3 – “Infelizmente, a tradução latina do grego da
vulgata, que é a Bíblia adotada pela Igreja Católica, quando traduziu isso aqui,
em vez de agraciada, traduziu como “Maria cheia de graça”. É isso que você tem
no latim, na vulgata latina. E como resultado, da a impressão que Maria, não
recebeu um favor de Deus, mas que ela era naturalmente uma pessoa cheia de
graça de Deus, sempre foi de uma maneira especial, quando na verdade o texto
está dizendo que a graça foi o fato de que ela recebeu de Deus o privilégio de
dar a luz ao filho de Deus (...). Não é que ela era uma pessoa agraciada acima
das outras (...).
De fato, a tradução da vulgata que corresponde a
“gratia plena” não corresponde satisfatoriamente ao significado da tradução
correta que vem a ser “agraciada”, entretanto, isso não significa que
“infelizmente” São Jerônimo tenha se equivocado, pelo contrário. O uso da expressão
“cheia de graça” nos permite uma análise profunda no mistério que envolve Maria
na economia da salvação. O mesmo Lucas que escreve que Maria é “agraciada”,
chama Estevão de “cheio de graça” (At
6,8) e para tanto, recorre a expressões diferentes. Para a virgem, o termo
é único e reservado exclusivamente a ela na literatura sagrada.
Maria recebeu um favor de Deus. A graça é um favor
imerecido e a Virgem era “naturalmente” cheia da graça do altíssimo porque Ele
mesmo assim a fez. A interpretação falha do pastor presbiteriano faz com que
ele não perceba que se Maria “encontrou graça diante de Deus”, é devido a uma
ação prévia do Senhor que a agraciou e é por isso que ela é chamada de
agraciada pelo anjo, já que ela foi transformada pela graça, já que ela foi
cumulada por essa graça santificadora que a tornou dona da maternidade
messiânica. Assim como Jacó foi escolhido antes mesmo do seu nascimento (Rm 9,11-13), Maria foi inundada pela
graça para tal vocação. Ela não seria preparada, mas, já estava. A graça de
Deus já refletia em sua santidade.
O pastor Augustus Nicodemus diz que Maria não estava
acima das outras criaturas. Ora, dar a luz ao próprio Deus, não caracteriza um
mérito maior do que os outros salvadores de Israel? Se até Salomão foi único por
não existir sobre a terra outro homem com sua sabedoria (I Rs 4,30-31) quem dirá de Maria, que deu a luz a própria sabedoria
de Deus, ao próprio verbo. A própria
escritura atesta isto ao narrar às palavras do Anjo: “Bendita és tu entre as
mulheres” (Lc 1,28).
Sendo assim, é óbvio dizer que Maria foi à criatura mais
sublime da criação divina, pois, ela deu a luz ao próprio SENHOR.
4 – CONCLUSÃO
Infelizmente o protestantismo não reconhece em Maria o
canal utilizado por Deus Pai para que a salvação chegasse até nós.

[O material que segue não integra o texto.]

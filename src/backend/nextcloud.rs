//! Nextcloud backend
//!
//! Serves the data folder from a Nextcloud instance over WebDAV. Files end up
//! below `<nextcloudUrl>/remote.php/dav/files/<userName>/<folderName>/`.

use std::fmt;
use std::sync::Arc;

use base64::engine::general_purpose::STANDARD;
use base64::Engine;
use object_store::http::HttpBuilder;
use object_store::{ClientOptions, ObjectStore};
use reqwest::header::{HeaderMap, HeaderValue, AUTHORIZATION};
use reqwest::Url;

use super::{with_prefix, BackendError, CustomBackend, StorageBackend};
use crate::resolver::ResolvedOptions;

const USER_NAME: &str = "userName";
const PASSWORD: &str = "password";
const NEXTCLOUD_URL: &str = "nextcloudUrl";
const FOLDER_NAME: &str = "folderName";

/// WebDAV folder on a Nextcloud server
#[derive(Clone)]
pub struct Nextcloud {
    user_name: String,
    password: String,
    nextcloud_url: String,
    folder_name: String,
    /// Resolved WebDAV folder URL, present only when configured
    webdav_root: Option<Url>,
}

impl Nextcloud {
    pub fn user_name(&self) -> &str {
        &self.user_name
    }

    pub fn nextcloud_url(&self) -> &str {
        &self.nextcloud_url
    }

    pub fn folder_name(&self) -> &str {
        &self.folder_name
    }

    fn unconfigured() -> Self {
        Self {
            user_name: String::new(),
            password: String::new(),
            nextcloud_url: String::new(),
            folder_name: String::new(),
            webdav_root: None,
        }
    }

    fn authorization(&self) -> Result<HeaderValue, BackendError> {
        let credentials = STANDARD.encode(format!("{}:{}", self.user_name, self.password));
        let mut value = HeaderValue::from_str(&format!("Basic {}", credentials))
            .map_err(|e| BackendError::InvalidHeader(e.to_string()))?;
        value.set_sensitive(true);
        Ok(value)
    }
}

/// Build `<base>/remote.php/dav/files/<user>/<folder>/` with each segment
/// percent-encoded.
fn webdav_root(base: &str, user_name: &str, folder_name: &str) -> Result<Url, BackendError> {
    let invalid = |reason: &str| BackendError::InvalidUrl {
        url: base.to_string(),
        reason: reason.to_string(),
    };

    let mut url = Url::parse(base).map_err(|e| invalid(&e.to_string()))?;
    if url.scheme() != "http" && url.scheme() != "https" {
        return Err(invalid("scheme must be http or https"));
    }
    if url.host_str().is_none() {
        return Err(invalid("missing host"));
    }

    {
        let mut segments = url
            .path_segments_mut()
            .map_err(|_| invalid("cannot be a base URL"))?;
        segments
            .pop_if_empty()
            .extend(["remote.php", "dav", "files", user_name])
            .extend(folder_name.split('/').filter(|part| !part.is_empty()))
            .push("");
    }

    Ok(url)
}

impl CustomBackend for Nextcloud {
    const NAME: &'static str = "Nextcloud";

    const REQUIRED_OPTIONS: &'static [&'static str] =
        &[USER_NAME, PASSWORD, NEXTCLOUD_URL, FOLDER_NAME];

    fn from_options(options: &ResolvedOptions) -> Self {
        if Self::REQUIRED_OPTIONS
            .iter()
            .any(|key| !options.contains(key))
        {
            return Self::unconfigured();
        }

        let mut backend = Self {
            user_name: options.value(USER_NAME).to_string(),
            password: options.value(PASSWORD).to_string(),
            nextcloud_url: options.value(NEXTCLOUD_URL).to_string(),
            folder_name: options.value(FOLDER_NAME).to_string(),
            webdav_root: None,
        };

        match webdav_root(&backend.nextcloud_url, &backend.user_name, &backend.folder_name) {
            Ok(root) => backend.webdav_root = Some(root),
            Err(e) => log::warn!("{} backend rejected its configuration: {}", Self::NAME, e),
        }

        backend
    }
}

impl StorageBackend for Nextcloud {
    fn name(&self) -> &str {
        Self::NAME
    }

    fn is_configured(&self) -> bool {
        self.webdav_root.is_some()
    }

    fn data(&self, path_prefix: &str) -> Result<Arc<dyn ObjectStore>, BackendError> {
        let root = self
            .webdav_root
            .as_ref()
            .ok_or_else(|| BackendError::NotConfigured(Self::NAME.to_string()))?;

        let mut headers = HeaderMap::new();
        headers.insert(AUTHORIZATION, self.authorization()?);

        let client_options = ClientOptions::new()
            .with_allow_http(root.scheme() == "http")
            .with_default_headers(headers);

        let store = HttpBuilder::new()
            .with_url(root.as_str())
            .with_client_options(client_options)
            .build()?;

        Ok(with_prefix(store, path_prefix))
    }

    fn data_name(&self) -> String {
        self.webdav_root
            .as_ref()
            .map(|root| root.to_string())
            .unwrap_or_default()
    }
}

impl fmt::Debug for Nextcloud {
    fn fmt(&self, f: &mut fmt::Formatter<'_>) -> fmt::Result {
        f.debug_struct("Nextcloud")
            .field("user_name", &self.user_name)
            .field("password", &"<redacted>")
            .field("nextcloud_url", &self.nextcloud_url)
            .field("folder_name", &self.folder_name)
            .field("configured", &self.is_configured())
            .finish()
    }
}
//! Storage backends
//!
//! A backend turns configuration into filesystem handles. The handles
//! themselves come from `object_store`; this module only decides which store
//! to build and whether to root it under a sub-folder.

pub mod local;
pub mod nextcloud;

use std::sync::Arc;

use object_store::path::Path as StorePath;
use object_store::prefix::PrefixStore;
use object_store::ObjectStore;
use thiserror::Error;

use crate::resolver::ResolvedOptions;

pub use local::LocalBackend;
pub use nextcloud::Nextcloud;

/// Error types for building filesystem handles
#[derive(Error, Debug)]
pub enum BackendError {
    #[error("Backend {0} is not configured")]
    NotConfigured(String),

    #[error("Invalid URL {url}: {reason}")]
    InvalidUrl { url: String, reason: String },

    #[error("Invalid header value: {0}")]
    InvalidHeader(String),

    #[error("I/O error: {0}")]
    Io(#[from] std::io::Error),

    #[error("Object store error: {0}")]
    Store(#[from] object_store::Error),
}

/// A storage backend instance handed to the host.
///
/// Covers the data folder only. The host's install root and code tree stay
/// on local disk whichever backend is selected.
pub trait StorageBackend: Send + Sync + std::fmt::Debug {
    /// Display name of the backend
    fn name(&self) -> &str;

    /// Whether construction found a complete, valid configuration
    fn is_configured(&self) -> bool;

    /// Create a filesystem handle for the data folder.
    ///
    /// A non-empty `path_prefix` roots every path of the handle under that
    /// sub-folder.
    fn data(&self, path_prefix: &str) -> Result<Arc<dyn ObjectStore>, BackendError>;

    /// Describe the data folder, e.g. its directory or remote URL
    fn data_name(&self) -> String;
}

/// A backend that can be registered and built from resolved options.
///
/// Name and required options are available without an instance, so the
/// registry can describe a backend before any configuration is read.
pub trait CustomBackend: StorageBackend + Sized + 'static {
    /// Unique display name, also the prefix of its config keys
    const NAME: &'static str;

    /// Option keys (without the name prefix) that must all be configured
    const REQUIRED_OPTIONS: &'static [&'static str];

    /// Build an instance. Never fails; incomplete or invalid options leave
    /// the instance with `is_configured() == false`.
    fn from_options(options: &ResolvedOptions) -> Self;
}

/// Wrap `store` so that all paths live under `prefix`.
///
/// Leading and trailing slashes are ignored; an empty prefix returns the
/// store unchanged.
pub fn with_prefix<T: ObjectStore>(store: T, prefix: &str) -> Arc<dyn ObjectStore> {
    let prefix = prefix.trim_matches('/');
    if prefix.is_empty() {
        Arc::new(store)
    } else {
        Arc::new(PrefixStore::new(store, StorePath::from(prefix)))
    }
}
//! Collation element tree.
//!
//! Two shapes live here:
//!
//! - [`Element`]: a generic, already-parsed markup node (name, attributes,
//!   child elements, own text). This is what an XML collaborator hands over;
//!   see `xml.rs` for the `roxmltree` adapter.
//! - The typed model ([`Collation`] and friends): the `<collation>` subtree
//!   after structural validation. The engine only ever walks this shape.
//!
//! `Collation::from_element` is the single bridge between the two and is
//! where unknown rule elements, bad `before` qualifiers and malformed
//! extended rules are rejected.
//!
//! ```text
//! <collation>                          Collation
//!   <settings strength=".."/>    ->      settings: Some(Settings)
//!   <suppress_contractions>..    ->      suppress_contractions: Some(String)
//!   <optimize>..                 ->      optimize: Some(String)
//!   <rules>                      ->      rules: Some(Vec<RuleItem>)
//!     <reset before="primary">           RuleItem::Reset
//!       <first_non_ignorable/>             Payload::Anchor
//!     <p>a</p>                           RuleItem::Relation(Primary, Text)
//!     <tc><cp hex="1D11E"/></tc>         RuleItem::Concat(Tertiary, CodePoints)
//!     <x><context>..<s>..</x>            RuleItem::Extended
//! ```

use crate::error::{CollationError, Result};

// --- Generic element tree ----------------------------------------------------

/// A parsed markup element, independent of any XML library.
#[derive(Debug, Clone, Default, PartialEq, Eq)]
pub struct Element {
    pub name: String,
    /// Attributes in document order.
    pub attributes: Vec<(String, String)>,
    pub children: Vec<Element>,
    /// Concatenated text content directly under this element.
    pub text: String,
}

impl Element {
    pub fn new(name: impl Into<String>) -> Self {
        Element { name: name.into(), ..Default::default() }
    }

    pub fn with_attr(mut self, name: impl Into<String>, value: impl Into<String>) -> Self {
        self.attributes.push((name.into(), value.into()));
        self
    }

    pub fn with_child(mut self, child: Element) -> Self {
        self.children.push(child);
        self
    }

    pub fn with_text(mut self, text: impl Into<String>) -> Self {
        self.text = text.into();
        self
    }

    pub fn attr(&self, name: &str) -> Option<&str> {
        self.attributes.iter().find(|(k, _)| k == name).map(|(_, v)| v.as_str())
    }

    /// First child element with the given name.
    pub fn child(&self, name: &str) -> Option<&Element> {
        self.children.iter().find(|c| c.name == name)
    }

    /// True when the element has neither text nor child elements.
    pub fn is_empty(&self) -> bool {
        self.children.is_empty() && self.text.is_empty()
    }
}

// --- Typed model -------------------------------------------------------------

/// A validated `<collation>` subtree.
#[derive(Debug, Clone, Default, PartialEq, Eq)]
pub struct Collation {
    pub settings: Option<Settings>,
    pub suppress_contractions: Option<String>,
    pub optimize: Option<String>,
    pub rules: Option<Vec<RuleItem>>,
}

/// Raw `<settings>` attributes, kept in document order so directives are
/// emitted in the order the author wrote them.
#[derive(Debug, Clone, Default, PartialEq, Eq)]
pub struct Settings {
    pub attributes: Vec<(String, String)>,
}

impl Settings {
    pub fn new() -> Self {
        Self::default()
    }

    pub fn with(mut self, name: impl Into<String>, value: impl Into<String>) -> Self {
        self.attributes.push((name.into(), value.into()));
        self
    }
}

/// Relation strength of a rule item (`p`, `s`, `t`, `i` and their `*c` forms).
#[derive(Debug, Clone, Copy, PartialEq, Eq, Hash)]
pub enum Relation {
    Primary,
    Secondary,
    Tertiary,
    Identical,
}

impl Relation {
    /// ICU operator token.
    pub fn operator(self) -> &'static str {
        match self {
            Relation::Primary => "<",
            Relation::Secondary => "<<",
            Relation::Tertiary => "<<<",
            Relation::Identical => "=",
        }
    }

    pub fn element_name(self) -> &'static str {
        match self {
            Relation::Primary => "p",
            Relation::Secondary => "s",
            Relation::Tertiary => "t",
            Relation::Identical => "i",
        }
    }

    pub fn concat_element_name(self) -> &'static str {
        match self {
            Relation::Primary => "pc",
            Relation::Secondary => "sc",
            Relation::Tertiary => "tc",
            Relation::Identical => "ic",
        }
    }

    fn from_element_name(name: &str) -> Option<Self> {
        match name {
            "p" => Some(Relation::Primary),
            "s" => Some(Relation::Secondary),
            "t" => Some(Relation::Tertiary),
            "i" => Some(Relation::Identical),
            _ => None,
        }
    }

    fn from_concat_element_name(name: &str) -> Option<Self> {
        match name {
            "pc" => Some(Relation::Primary),
            "sc" => Some(Relation::Secondary),
            "tc" => Some(Relation::Tertiary),
            "ic" => Some(Relation::Identical),
            _ => None,
        }
    }
}

/// `before` qualifier on a reset.
#[derive(Debug, Clone, Copy, PartialEq, Eq, Hash)]
pub enum Before {
    Primary,
    Secondary,
    Tertiary,
}

impl Before {
    pub fn directive(self) -> &'static str {
        match self {
            Before::Primary => "[before 1] ",
            Before::Secondary => "[before 2] ",
            Before::Tertiary => "[before 3] ",
        }
    }

    fn parse(value: Option<&str>) -> Result<Option<Self>> {
        match value {
            None | Some("") => Ok(None),
            Some("primary") => Ok(Some(Before::Primary)),
            Some("secondary") => Ok(Some(Before::Secondary)),
            Some("tertiary") => Ok(Some(Before::Tertiary)),
            Some(other) => Err(CollationError::InvalidBefore { value: other.to_string() }),
        }
    }
}

/// Data carried by a rule item.
#[derive(Debug, Clone, PartialEq, Eq)]
pub enum Payload {
    /// Literal text.
    Text(String),
    /// Hexadecimal code point references (`<cp hex=".."/>`), decoded lazily.
    CodePoints(Vec<String>),
    /// Indirect position anchor element name, e.g. `first_non_ignorable`.
    Anchor(String),
}

impl Payload {
    pub fn text(text: impl Into<String>) -> Self {
        Payload::Text(text.into())
    }

    pub fn code_points<I, S>(hex: I) -> Self
    where
        I: IntoIterator<Item = S>,
        S: Into<String>,
    {
        Payload::CodePoints(hex.into_iter().map(Into::into).collect())
    }

    pub fn anchor(name: impl Into<String>) -> Self {
        Payload::Anchor(name.into())
    }
}

/// An `<x>` rule: `context | data / extend` under one relation.
#[derive(Debug, Clone, PartialEq, Eq)]
pub struct ExtendedRule {
    pub context: Option<Payload>,
    pub relation: Relation,
    pub data: Payload,
    pub extend: Option<Payload>,
}

/// One child of `<rules>`.
#[derive(Debug, Clone, PartialEq, Eq)]
pub enum RuleItem {
    Reset { before: Option<Before>, target: Payload },
    Relation { relation: Relation, data: Payload },
    Concat { relation: Relation, data: Payload },
    Extended(ExtendedRule),
}

impl RuleItem {
    pub fn reset(target: Payload) -> Self {
        RuleItem::Reset { before: None, target }
    }

    pub fn reset_before(before: Before, target: Payload) -> Self {
        RuleItem::Reset { before: Some(before), target }
    }

    pub fn relation(relation: Relation, data: Payload) -> Self {
        RuleItem::Relation { relation, data }
    }

    pub fn concat(relation: Relation, data: Payload) -> Self {
        RuleItem::Concat { relation, data }
    }

    /// The LDML element name this item was (or would be) written as.
    pub fn element_name(&self) -> &'static str {
        match self {
            RuleItem::Reset { .. } => "reset",
            RuleItem::Relation { relation, .. } => relation.element_name(),
            RuleItem::Concat { relation, .. } => relation.concat_element_name(),
            RuleItem::Extended(_) => "x",
        }
    }
}

// --- Conversion --------------------------------------------------------------

impl Collation {
    /// Validate an element tree rooted at `<collation>` into the typed model.
    pub fn from_element(element: &Element) -> Result<Self> {
        if element.name != "collation" {
            return Err(CollationError::NotACollation { found: element.name.clone() });
        }

        let settings = element.child("settings").map(|s| Settings { attributes: s.attributes.clone() });
        let suppress_contractions = element.child("suppress_contractions").map(|e| e.text.clone());
        let optimize = element.child("optimize").map(|e| e.text.clone());
        let rules = element
            .child("rules")
            .map(|rules| rules.children.iter().map(rule_item_from_element).collect::<Result<Vec<_>>>())
            .transpose()?;

        Ok(Collation { settings, suppress_contractions, optimize, rules })
    }
}

fn rule_item_from_element(element: &Element) -> Result<RuleItem> {
    let name = element.name.as_str();
    if name == "reset" {
        let before = Before::parse(element.attr("before"))?;
        let target = payload_from_element(element, true)?;
        return Ok(RuleItem::Reset { before, target });
    }
    if let Some(relation) = Relation::from_element_name(name) {
        return Ok(RuleItem::Relation { relation, data: payload_from_element(element, false)? });
    }
    if let Some(relation) = Relation::from_concat_element_name(name) {
        return Ok(RuleItem::Concat { relation, data: payload_from_element(element, false)? });
    }
    if name == "x" {
        return extended_from_element(element).map(RuleItem::Extended);
    }
    Err(CollationError::InvalidRuleElement { name: name.to_string() })
}

fn set_once(slot: &mut Option<Payload>, child: &Element) -> Result<()> {
    if slot.is_some() {
        return Err(CollationError::DuplicateExtendedElement { name: child.name.clone() });
    }
    *slot = Some(payload_from_element(child, false)?);
    Ok(())
}

fn extended_from_element(element: &Element) -> Result<ExtendedRule> {
    if element.children.is_empty() {
        return Err(CollationError::EmptyRule { element: element.name.clone() });
    }

    let mut context = None;
    let mut extend = None;
    let mut relations = Vec::new();
    for child in &element.children {
        match child.name.as_str() {
            "context" => set_once(&mut context, child)?,
            "extend" => set_once(&mut extend, child)?,
            name => match Relation::from_element_name(name) {
                Some(relation) => relations.push((relation, payload_from_element(child, false)?)),
                None => return Err(CollationError::InvalidExtendedElement { name: name.to_string() }),
            },
        }
    }

    if relations.len() != 1 {
        return Err(CollationError::ExtendedRelationCount { found: relations.len() });
    }
    let (relation, data) = relations.remove(0);
    Ok(ExtendedRule { context, relation, data, extend })
}

fn payload_from_element(element: &Element, allow_anchor: bool) -> Result<Payload> {
    if element.is_empty() {
        return Err(CollationError::EmptyRule { element: element.name.clone() });
    }

    let Some(first) = element.children.first() else {
        return Ok(Payload::Text(element.text.clone()));
    };

    if first.name != "cp" {
        if allow_anchor {
            return Ok(Payload::Anchor(first.name.clone()));
        }
        return Err(CollationError::UnexpectedElement { element: element.name.clone(), name: first.name.clone() });
    }

    let mut hex = Vec::with_capacity(element.children.len());
    for child in &element.children {
        if child.name != "cp" {
            return Err(CollationError::UnexpectedElement { element: element.name.clone(), name: child.name.clone() });
        }
        hex.push(child.attr("hex").unwrap_or_default().to_string());
    }
    Ok(Payload::CodePoints(hex))
}
use ldml_collation::{Collation, CollationError, Dialect, Options, icu_rules_with, simple_rules_with};

/// Roles a piece of report text can play; each maps to one SGR sequence.
#[derive(Debug, Clone, Copy, PartialEq, Eq)]
enum Style {
    Title,
    Rule,
    Count,
    Hint,
    Muted,
    Warning,
}

impl Style {
    fn sgr(self) -> &'static str {
        match self {
            Style::Title => "1;36",
            Style::Rule => "32",
            Style::Count | Style::Warning => "33",
            Style::Hint => "90",
            Style::Muted => "2",
        }
    }
}

/// Applies styles when the report goes to a colour-capable sink.
struct Painter {
    color: bool,
}

impl Painter {
    fn style(&self, text: impl AsRef<str>, style: Style) -> String {
        if self.color { format!("\x1b[{}m{}\x1b[0m", style.sgr(), text.as_ref()) } else { text.as_ref().to_string() }
    }
}

/// Print both rule forms for `collation`, marking the one a caller should
/// prefer.
pub fn print_report(source: &str, collation: &Collation, options: &Options, color: bool) -> Result<(), CollationError> {
    let painter = Painter { color };
    let icu = icu_rules_with(collation, options)?;
    let simple = simple_rules_with(collation, options)?;
    let preferred = if simple.is_some() { Dialect::Simple } else { Dialect::Icu };

    println!("\n{}", painter.style(format!("⚙  Collation: {source}"), Style::Title));

    println!("\n{}", painter.style("━━━ Tree ━━━", Style::Hint));
    print_tree_summary(collation, &painter);

    println!("\n{}", painter.style(section_title("ICU rules", preferred == Dialect::Icu), Style::Hint));
    print_block(&icu, &painter);

    println!("\n{}", painter.style(section_title("Simple rules", preferred == Dialect::Simple), Style::Hint));
    match &simple {
        Some(text) => print_block(text, &painter),
        None => {
            println!("{}", painter.style("  Not representable", Style::Muted));
            println!("\n{}", painter.style("Possible reasons:", Style::Warning));
            println!("  • Collation has <settings>");
            println!("  • First rule is not <reset before=\"primary\"><first_non_ignorable/></reset>");
            println!("  • Body uses <i>, <ic>, <x> or a second <reset>");
            println!("\n{}", painter.style("  Tip: Set LDML_COLLATION_LOG=debug to see the rejection reason", Style::Muted));
        }
    }
    println!();
    Ok(())
}

fn section_title(name: &str, preferred: bool) -> String {
    if preferred { format!("━━━ {name} (preferred) ━━━") } else { format!("━━━ {name} ━━━") }
}

fn print_tree_summary(collation: &Collation, painter: &Painter) {
    let settings = collation.settings.as_ref().map_or(0, |s| s.attributes.len());
    let items = collation.rules.as_ref().map_or(0, Vec::len);
    println!(
        "  {} {}  │  {} {}  │  {} {}",
        painter.style("settings:", Style::Muted),
        painter.style(settings.to_string(), Style::Count),
        painter.style("rule items:", Style::Muted),
        painter.style(items.to_string(), Style::Count),
        painter.style("options:", Style::Muted),
        painter.style(option_names(collation), Style::Count),
    );
}

fn option_names(collation: &Collation) -> String {
    let mut names = Vec::new();
    if collation.suppress_contractions.is_some() {
        names.push("suppress_contractions");
    }
    if collation.optimize.is_some() {
        names.push("optimize");
    }
    if names.is_empty() { "-".to_string() } else { names.join(", ") }
}

fn print_block(text: &str, painter: &Painter) {
    if text.is_empty() {
        println!("{}", painter.style("  (empty)", Style::Muted));
        return;
    }
    for line in text.lines() {
        println!("  {}", painter.style(line, Style::Rule));
    }
}
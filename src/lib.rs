//! LDML collation to ICU rule compiler.
//!
//! Takes the `<collation>` subtree of an LDML document and produces either:
//!
//! - full ICU tailoring rules ([`icu_rules`]), or
//! - the operator-free simple-rules dialect ([`simple_rules`]) when the
//!   tailoring is narrow enough to be expressed that way.
//!
//! [`preferred_rules`] tries the simple form first and falls back to ICU.
//!
//! The input is a typed [`Collation`], built either directly or from a
//! generic [`Element`] tree via [`Collation::from_element`]. Parsing XML text
//! is left to the caller; [`parse_collation_xml`] is a thin `roxmltree`
//! adapter for convenience.

mod api;
mod engine;
mod error;
mod tree;
mod xml;

pub use api::{
    Dialect, LineBreak, Options, Rules, icu_rules, icu_rules_from_element, icu_rules_with, preferred_rules,
    preferred_rules_with, simple_rules, simple_rules_from_element, simple_rules_with,
};
pub use engine::{escape_for_icu, replace_unicode_escapes};
pub use error::{CollationError, Result};
pub use tree::{Before, Collation, Element, ExtendedRule, Payload, Relation, RuleItem, Settings};
pub use xml::parse_collation_xml;
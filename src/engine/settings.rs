//! Settings and option directives.
//!
//! `<settings>` attributes become bracketed ICU directives, one per line, in
//! document order. Unknown attributes are skipped. `variableTop` emits no
//! directive of its own; it yields the escaped target the compiler later
//! looks for in the rule body.

use super::escape::escape_for_icu;
use super::extract::decode_variable_top;
use crate::error::{CollationError, Result};
use crate::tree::Settings;

/// Output of [`settings_directives`].
#[derive(Debug, Clone, Default, PartialEq, Eq)]
pub(crate) struct SettingsBlock {
    pub directives: String,
    /// Escaped variable-top text, if `variableTop` was given.
    pub variable_top: Option<String>,
}

pub(crate) fn settings_directives(settings: &Settings, line_break: &str) -> Result<SettingsBlock> {
    let mut block = SettingsBlock::default();

    for (name, value) in &settings.attributes {
        let directive = match name.as_str() {
            "alternate" | "normalization" | "caseLevel" | "caseFirst" | "numeric" => format!("[{name} {value}]"),
            "strength" => format!("[strength {}]", strength_level(value)?),
            "backwards" => format!("[backwards {}]", backwards_level(value)?),
            "hiraganaQuaternary" => format!("[hiraganaQ {value}]"),
            "variableTop" => {
                block.variable_top = Some(escape_for_icu(&decode_variable_top(value)?));
                continue;
            }
            _ => continue,
        };
        block.directives.push_str(line_break);
        block.directives.push_str(&directive);
    }

    Ok(block)
}

fn strength_level(value: &str) -> Result<&'static str> {
    match value {
        "primary" => Ok("1"),
        "secondary" => Ok("2"),
        "tertiary" => Ok("3"),
        "quaternary" => Ok("4"),
        "identical" => Ok("I"),
        _ => Err(CollationError::InvalidStrength { value: value.to_string() }),
    }
}

fn backwards_level(value: &str) -> Result<&'static str> {
    match value {
        "off" => Ok("1"),
        "on" => Ok("2"),
        _ => Err(CollationError::InvalidBackwards { value: value.to_string() }),
    }
}

/// `[suppress_contractions ..]` / `[optimize ..]` directive.
pub(crate) fn option_directive(name: &str, value: &str, line_break: &str) -> String {
    format!("{line_break}[{name} {value}]")
}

Diferente dos (de)reformadores que mesmo após a
ruptura, ainda sim, mantiveram opiniões católicas, o Pastor Nicodemus foge de tudo
aquilo que a história crê e para sustentar sua crença, busca alternativas na
língua grega, porém, erra por desconhecer suas próprias palavras.
Paz e bem a todos!
Érick Gomes.
BIBLIOGRAFIA
(1) R. Meynet, Quelle est donc cette parole? Lecture
“rhétorique” de Évangile de Luc (1-9,22-24) (Cerf, Paris 1979), 155.
Paredes, José Cristo Rey García - Mariologia: Síntese
bíblica, histórica e sistemática; Editora Ave Maria.
Bíblia de Jerusalém – Editora Paulus.